The problem with this notion of history is the fact that America failed to factor in the possibility of a countervailing logic from other equally covenanted people and societies who have produced their own heroes and their own unique societies who will refuse to be bullied around by any country no matter its fabled military might or productive capacity. Some of these civilizations have been around for more than five thousand years.

This is the misbegotten militarism that has produced the debacles of Korea, Vietnam, Iraq, Afghanistan, the roiling stalemate of Ukraine, the murderous maelstrom of Gaza and the gruff face-off with China. Believe it or not, it has also thrown up the explosive contradictions of a draft-dodging ruler like Donald Trump who insists that America is not founded for the weak or the weakling.

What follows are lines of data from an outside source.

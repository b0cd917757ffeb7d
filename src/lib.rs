// text2trait - structured trait extraction from text
// Library exports

pub mod config;
pub mod dataset;
pub mod errors;
pub mod inference;
pub mod models;
pub mod schema;
pub mod training;
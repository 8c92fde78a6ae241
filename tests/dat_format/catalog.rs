//! Lazy catalog behavior: composite assembly, alignment, caching, sentinels.

use std::sync::Arc;

use s3dat_rs::prelude::*;

use crate::builder::TestContainer;
use crate::translators::{Counting, RawRgba, payload};

fn open(container: &TestContainer, override_differences: bool) -> DatFile {
	DatFile::from_bytes(
		container.build(),
		container.file_type,
		TranslatorSet::uniform(RawRgba),
		override_differences,
	)
	.unwrap()
}

fn three_frame_bodies() -> Vec<Vec<u8>> {
	vec![payload(2, 2, 1), payload(2, 2, 2), payload(2, 2, 3)]
}

#[test]
fn composite_attaches_matching_torsos_and_no_shadow() {
	let container = TestContainer {
		settlers: Some(vec![three_frame_bodies()]),
		torsos: Some(vec![vec![payload(1, 1, 4), payload(1, 1, 5), payload(1, 1, 6)]]),
		..Default::default()
	};
	let dat = open(&container, true);

	let sequence = dat.settler_sequence(0).unwrap();
	assert_eq!(sequence.len(), 3);
	for frame in &sequence {
		assert_eq!(frame.body().width(), 2);
		assert_eq!(frame.torso().unwrap().width(), 1);
		assert!(frame.shadow().is_none());
	}
}

#[test]
fn composite_attaches_shadows_from_the_parallel_table() {
	let container = TestContainer {
		settlers: Some(vec![three_frame_bodies()]),
		shadows: Some(vec![vec![payload(3, 1, 7), payload(3, 1, 8), payload(3, 1, 9)]]),
		..Default::default()
	};
	let dat = open(&container, true);

	let sequence = dat.settler_sequence(0).unwrap();
	for frame in &sequence {
		assert_eq!(frame.shadow().unwrap().width(), 3);
		assert!(frame.torso().is_none());
	}
}

#[test]
fn shorter_torso_sequence_covers_only_the_overlap() {
	let container = TestContainer {
		settlers: Some(vec![three_frame_bodies()]),
		torsos: Some(vec![vec![payload(1, 1, 4), payload(1, 1, 5)]]),
		..Default::default()
	};

	for override_differences in [false, true] {
		let dat = open(&container, override_differences);
		let sequence = dat.settler_sequence(0).unwrap();
		assert_eq!(sequence.len(), 3);
		assert!(sequence.get(0).unwrap().torso().is_some());
		assert!(sequence.get(1).unwrap().torso().is_some());
		assert!(sequence.get(2).unwrap().torso().is_none());
	}
}

#[test]
fn alignment_right_aligns_a_short_torso_table() {
	let container = TestContainer {
		settlers: Some(vec![
			vec![payload(2, 2, 1)],
			vec![payload(2, 2, 2)],
			vec![payload(2, 2, 3)],
		]),
		torsos: Some(vec![vec![payload(5, 1, 4)]]),
		..Default::default()
	};

	// aligned: the single torso sequence belongs to the last settler sequence
	let dat = open(&container, true);
	assert!(dat.settler_sequence(0).unwrap().get(0).unwrap().torso().is_none());
	assert!(dat.settler_sequence(1).unwrap().get(0).unwrap().torso().is_none());
	let aligned = dat.settler_sequence(2).unwrap();
	assert_eq!(aligned.get(0).unwrap().torso().unwrap().width(), 5);

	// unaligned: the torso table is indexed as-is
	let dat = open(&container, false);
	assert_eq!(dat.settler_sequence(0).unwrap().get(0).unwrap().torso().unwrap().width(), 5);
	assert!(dat.settler_sequence(1).unwrap().get(0).unwrap().torso().is_none());
	assert!(dat.settler_sequence(2).unwrap().get(0).unwrap().torso().is_none());
}

#[test]
fn alignment_right_aligns_a_short_shadow_table() {
	crate::init_logs();
	let container = TestContainer {
		settlers: Some(vec![vec![payload(2, 2, 1)], vec![payload(2, 2, 2)]]),
		shadows: Some(vec![vec![payload(4, 1, 6)]]),
		..Default::default()
	};

	let dat = open(&container, true);
	assert!(dat.settler_sequence(0).unwrap().get(0).unwrap().shadow().is_none());
	assert_eq!(dat.settler_sequence(1).unwrap().get(0).unwrap().shadow().unwrap().width(), 4);

	assert_eq!(dat.shadow_frame_offsets(0).unwrap(), None);
	assert_eq!(dat.shadow_frame_offsets(1).unwrap().unwrap().len(), 1);
}

#[test]
fn zero_shadow_entries_mean_no_shadow() {
	let container = TestContainer {
		settlers: Some(vec![vec![payload(2, 2, 1)]]),
		shadows: Some(vec![vec![payload(4, 1, 6)]]),
		zero_shadow_entries: true,
		..Default::default()
	};
	let dat = open(&container, true);

	let sequence = dat.settler_sequence(0).unwrap();
	assert!(sequence.get(0).unwrap().shadow().is_none());
	assert_eq!(dat.shadow_frame_offsets(0).unwrap(), None);
}

#[test]
fn zero_frame_sequence_loads_empty() {
	let container = TestContainer {
		settlers: Some(vec![Vec::new()]),
		..Default::default()
	};
	let dat = open(&container, true);

	let sequence = dat.settler_sequence(0).unwrap();
	assert_eq!(sequence.len(), 0);
}

#[test]
fn settler_sequences_are_materialized_once() {
	let counting = Counting::new();
	let container = TestContainer {
		settlers: Some(vec![three_frame_bodies()]),
		..Default::default()
	};
	let dat = DatFile::from_bytes(
		container.build(),
		DatFileType::Rgb565,
		TranslatorSet::new(
			Box::new(counting.clone()),
			Box::new(RawRgba),
			Box::new(RawRgba),
			Box::new(RawRgba),
			Box::new(RawRgba),
		),
		true,
	)
	.unwrap();

	let first = dat.settler_sequence(0).unwrap();
	let second = dat.settler_sequence(0).unwrap();
	assert!(Sequence::ptr_eq(&first, &second));
	assert_eq!(counting.count(), 3, "each body frame decodes exactly once");
}

#[test]
fn concurrent_access_still_decodes_each_frame_once() {
	let counting = Counting::new();
	let container = TestContainer {
		settlers: Some(vec![three_frame_bodies()]),
		landscapes: Some(vec![payload(2, 2, 9)]),
		..Default::default()
	};
	let dat = Arc::new(
		DatFile::from_bytes(
			container.build(),
			DatFileType::Rgb565,
			TranslatorSet::new(
				Box::new(counting.clone()),
				Box::new(RawRgba),
				Box::new(RawRgba),
				Box::new(RawRgba),
				Box::new(RawRgba),
			),
			true,
		)
		.unwrap(),
	);

	std::thread::scope(|scope| {
		for _ in 0..4 {
			let dat = Arc::clone(&dat);
			scope.spawn(move || {
				let sequence = dat.settler_sequence(0).unwrap();
				assert_eq!(sequence.len(), 3);
				assert!(!dat.landscape_safe(0).is_null());
			});
		}
	});

	assert_eq!(counting.count(), 3);
}

#[test]
fn landscape_translator_failure_is_cached_as_null() {
	crate::init_logs();
	let failing = Counting::failing();
	let container = TestContainer {
		landscapes: Some(vec![payload(2, 2, 1)]),
		..Default::default()
	};
	let dat = DatFile::from_bytes(
		container.build(),
		DatFileType::Rgb565,
		TranslatorSet::new(
			Box::new(RawRgba),
			Box::new(RawRgba),
			Box::new(RawRgba),
			Box::new(failing.clone()),
			Box::new(RawRgba),
		),
		true,
	)
	.unwrap();

	assert!(dat.landscape(0).unwrap().is_null());
	assert!(dat.landscape(0).unwrap().is_null());
	assert_eq!(failing.count(), 1, "failed decode must not be retried");
}

#[test]
fn failed_settler_build_is_cached_as_the_empty_sequence() {
	crate::init_logs();
	let failing = Counting::failing();
	let container = TestContainer {
		settlers: Some(vec![vec![payload(2, 2, 1)]]),
		..Default::default()
	};
	let dat = DatFile::from_bytes(
		container.build(),
		DatFileType::Rgb565,
		TranslatorSet::new(
			Box::new(failing.clone()),
			Box::new(RawRgba),
			Box::new(RawRgba),
			Box::new(RawRgba),
			Box::new(RawRgba),
		),
		true,
	)
	.unwrap();

	assert!(dat.settler_sequence(0).unwrap().is_empty());
	assert!(dat.settler_sequence(0).unwrap().is_empty());
	assert_eq!(failing.count(), 1);
}

#[test]
fn gui_images_load_and_cache() {
	let container = TestContainer {
		guis: Some(vec![payload(6, 2, 2), payload(3, 3, 4)]),
		..Default::default()
	};
	let dat = open(&container, true);

	assert_eq!(dat.sequence_count(SequenceCategory::Gui), 2);
	assert_eq!(dat.gui(1).unwrap().bitmap().unwrap().width(), 3);
	assert_eq!(dat.gui_safe(0).bitmap().unwrap().width(), 6);
	assert!(dat.gui_safe(2).is_null());
	assert!(dat.gui(2).unwrap_err().is_index_out_of_range());
}

#[test]
fn safe_getters_swallow_bad_indices() {
	let container = TestContainer {
		settlers: Some(vec![vec![payload(2, 2, 1)]]),
		..Default::default()
	};
	let dat = open(&container, true);

	assert!(dat.settler_sequence_safe(9).is_empty());
	assert!(dat.landscape_safe(0).is_null());
	assert!(dat.settler_sequence(9).unwrap_err().is_index_out_of_range());
}

#[test]
fn frame_offsets_stay_inside_the_file() {
	let container = TestContainer {
		settlers: Some(vec![three_frame_bodies(), vec![payload(4, 4, 8)]]),
		torsos: Some(vec![vec![payload(1, 1, 2)], vec![payload(1, 1, 3)]]),
		..Default::default()
	};
	let bytes = container.build();
	let file_len = bytes.len() as u64;
	let dat =
		DatFile::from_bytes(bytes, DatFileType::Rgb565, TranslatorSet::uniform(RawRgba), true)
			.unwrap();

	for sequence in 0..dat.sequence_count(SequenceCategory::Settlers) {
		for offset in dat.settler_frame_offsets(sequence).unwrap() {
			assert!(offset < file_len);
		}
		for offset in dat.torso_frame_offsets(sequence).unwrap().unwrap() {
			assert!(offset < file_len);
		}
	}
	assert!(dat.settler_frame_offsets(2).unwrap_err().is_index_out_of_range());
}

Going forward, it is obvious that America needs a paradigm shift and a fundamental reset of values in line with emergent global realities. It will not come with a Biden presidency. Old Joe is too flustered and flummoxed by the pace of events. But rather than the malevolent and potentially catastrophic return of Donald Trump, a somnolent Biden presidency will be a watershed and a waterbed for the emergence of a new generation of American leaders.